Dual-language (English/Spanish), mixed-mode (telephone/mail) survey.


A total of 2,847 of 4,610 eligible community-dwelling Medicare beneficiaries age 65 or older on July 1, 2003 (62% response).


Demographics, education, financial strain, health status, social networks, perceptions of health-care access, quality, and the effectiveness of mechanical ventilation (MV), and concerns and preferences for medical care in the event the respondent had a serious illness and less than 1 year to live.


Respondents included 85% non-Hispanic whites, 4.6% Hispanics, 6.3% blacks, and 4.2% “other” race/ethnicity. More blacks (18%) and Hispanics (15%) than whites (8%) want to die in the hospital; more blacks (28%) and Hispanics (21.2%) than whites (15%) want life-prolonging drugs that make them feel worse all the time; fewer blacks (49%) and Hispanics (57%) than whites (74%) want potentially life-shortening palliative drugs, and more blacks (24%, 36%) and Hispanics (22%, 29%) than whites (13%, 21%) want MV for life extension of 1 week or 1 month, respectively. In multivariable analyses, sociodemographic variables, preference for specialists, and an overly optimistic belief in the effectiveness of MV explained some of the greater preferences for life-sustaining drugs and mechanical ventilation among non-whites. Black race remained an independent predictor of concern about receiving too much treatment [adjusted OR = 2.0 (1.5–2.7)], preference for dying in a hospital [AOR = 2.3 (1.6–3.2)], receiving life-prolonging drugs [1.9 (1.4–2.6)], MV for 1 week [2.3 (1.6–3.3)] or 1 month’s [2.1 (1.6–2.9)] life extension, and a preference not to take potentially life-shortening palliative drugs [0.4 (0.3–0.5)]. Hispanic ethnicity remained an independent predictor of preference for dying in the hospital [2.2 (1.3–4.0)] and against potentially life-shortening palliative drugs [0.5 (0.3–0.7)].

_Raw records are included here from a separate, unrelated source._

//! Price range sub-filter of the search bar.
//!
//! Two range handles preview continuously while dragged and commit on
//! release. Two spinner inputs set each bound directly and commit at once.
//! A bound sitting on the global extreme of its side is reported as absent,
//! so the full span means "no price filter".

use tracing::debug;

use crate::controller::PriceBounds;
use crate::format::{format_price_input, parse_price_input};

/// Lowest selectable price.
pub const MIN_PRICE: f64 = 0.0;

/// Highest selectable price.
pub const MAX_PRICE: f64 = 1_000_000_000.0;

/// Range handle and spinner step.
pub const PRICE_STEP: f64 = 10_000_000.0;

/// State of the price range control and its spinners.
#[derive(Debug, Clone, PartialEq)]
pub struct PriceFilter {
    committed: PriceBounds,
    preview: (f64, f64),
    min_text: String,
    max_text: String,
    open: bool,
}

impl Default for PriceFilter {
    fn default() -> Self {
        Self::from_bounds(PriceBounds::default())
    }
}

impl PriceFilter {
    /// Create a filter showing the given committed bounds.
    pub fn from_bounds(bounds: PriceBounds) -> Self {
        let mut filter = Self {
            committed: bounds,
            preview: (MIN_PRICE, MAX_PRICE),
            min_text: String::new(),
            max_text: String::new(),
            open: false,
        };
        filter.sync_from_committed();
        filter
    }

    /// Last committed bounds.
    pub fn committed(&self) -> PriceBounds {
        self.committed
    }

    /// Whether any bound is committed.
    pub fn has_filters(&self) -> bool {
        !self.committed.is_unbounded()
    }

    /// Handle positions `(low, high)` shown by the range control.
    pub fn preview(&self) -> (f64, f64) {
        self.preview
    }

    /// Text of the minimum spinner.
    pub fn min_text(&self) -> &str {
        &self.min_text
    }

    /// Text of the maximum spinner.
    pub fn max_text(&self) -> &str {
        &self.max_text
    }

    /// Whether the filter panel is shown.
    pub fn is_open(&self) -> bool {
        self.open
    }

    /// Show or hide the filter panel.
    pub fn toggle(&mut self) {
        self.open = !self.open;
    }

    /// Hide the filter panel.
    pub fn close(&mut self) {
        self.open = false;
    }

    /// Move the low handle. Preview only; nothing is committed.
    pub fn drag_low(&mut self, value: f64) {
        self.preview.0 = snap(value).min(self.preview.1);
    }

    /// Move the high handle. Preview only; nothing is committed.
    pub fn drag_high(&mut self, value: f64) {
        self.preview.1 = snap(value).max(self.preview.0);
    }

    /// A handle was released: commit the previewed range.
    pub fn release(&mut self) -> PriceBounds {
        let (low, high) = self.preview;
        self.committed = PriceBounds {
            min: (low > MIN_PRICE).then_some(low),
            max: (high < MAX_PRICE).then_some(high),
        };
        self.sync_from_committed();
        self.committed
    }

    /// Text typed into the minimum spinner.
    ///
    /// Returns the new bounds when the text parses; malformed text keeps the
    /// previous committed value and returns `None`.
    pub fn set_min_text(&mut self, text: &str) -> Option<PriceBounds> {
        self.min_text = text.to_string();
        match parse_price_input(text) {
            Ok(value) => {
                let bounds = self.commit_min(value);
                if value.is_some() && bounds.min != value {
                    self.min_text = bounds.min.map(format_price_input).unwrap_or_default();
                }
                Some(bounds)
            }
            Err(err) => {
                debug!(%err, "Rejected minimum price input");
                None
            }
        }
    }

    /// Text typed into the maximum spinner. See [`Self::set_min_text`].
    pub fn set_max_text(&mut self, text: &str) -> Option<PriceBounds> {
        self.max_text = text.to_string();
        match parse_price_input(text) {
            Ok(value) => {
                let bounds = self.commit_max(value);
                if value.is_some() && bounds.max != value {
                    self.max_text = bounds.max.map(format_price_input).unwrap_or_default();
                }
                Some(bounds)
            }
            Err(err) => {
                debug!(%err, "Rejected maximum price input");
                None
            }
        }
    }

    /// Step the minimum spinner up (`steps > 0`) or down.
    pub fn step_min(&mut self, steps: i32) -> PriceBounds {
        let current = self.committed.min.unwrap_or(MIN_PRICE);
        let bounds = self.commit_min(Some(current + f64::from(steps) * PRICE_STEP));
        self.sync_from_committed();
        bounds
    }

    /// Step the maximum spinner up (`steps > 0`) or down.
    pub fn step_max(&mut self, steps: i32) -> PriceBounds {
        let current = self.committed.max.unwrap_or(MAX_PRICE);
        let bounds = self.commit_max(Some(current + f64::from(steps) * PRICE_STEP));
        self.sync_from_committed();
        bounds
    }

    /// Reset both bounds to absent and the range to the full span.
    pub fn clear(&mut self) -> PriceBounds {
        self.committed = PriceBounds::default();
        self.sync_from_committed();
        self.committed
    }

    fn commit_min(&mut self, value: Option<f64>) -> PriceBounds {
        let ceiling = self.committed.max.unwrap_or(MAX_PRICE);
        self.committed.min = value
            .map(|v| v.max(MIN_PRICE).min(ceiling))
            .filter(|v| *v > MIN_PRICE);
        self.preview = self.committed_span();
        self.committed
    }

    fn commit_max(&mut self, value: Option<f64>) -> PriceBounds {
        let floor = self.committed.min.unwrap_or(MIN_PRICE);
        self.committed.max = value
            .map(|v| v.min(MAX_PRICE).max(floor))
            .filter(|v| *v < MAX_PRICE);
        self.preview = self.committed_span();
        self.committed
    }

    fn committed_span(&self) -> (f64, f64) {
        (
            self.committed.min.unwrap_or(MIN_PRICE),
            self.committed.max.unwrap_or(MAX_PRICE),
        )
    }

    fn sync_from_committed(&mut self) {
        self.preview = self.committed_span();
        self.min_text = self.committed.min.map(format_price_input).unwrap_or_default();
        self.max_text = self.committed.max.map(format_price_input).unwrap_or_default();
    }
}

fn snap(value: f64) -> f64 {
    ((value / PRICE_STEP).round() * PRICE_STEP).clamp(MIN_PRICE, MAX_PRICE)
}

Greater preference for intensive treatment near the end of life among minority elders is not explained fully by confounding sociocultural variables. Still, most Medicare beneficiaries in all race/ethnic groups prefer not to die in the hospital, to receive life-prolonging drugs that make them feel worse all the time, or to receive MV.


race ethnicity terminal care mechanical ventilation Medicare 



The Center for Survey Research at the University of Massachusetts, Boston, contributed to questionnaire design and conducted the survey. This study was presented at the 2006 annual meeting of the Society for General Internal Medicine. The authors thank Judith R. Lave and Robert M. Arnold for their suggestions and feedback on earlier drafts.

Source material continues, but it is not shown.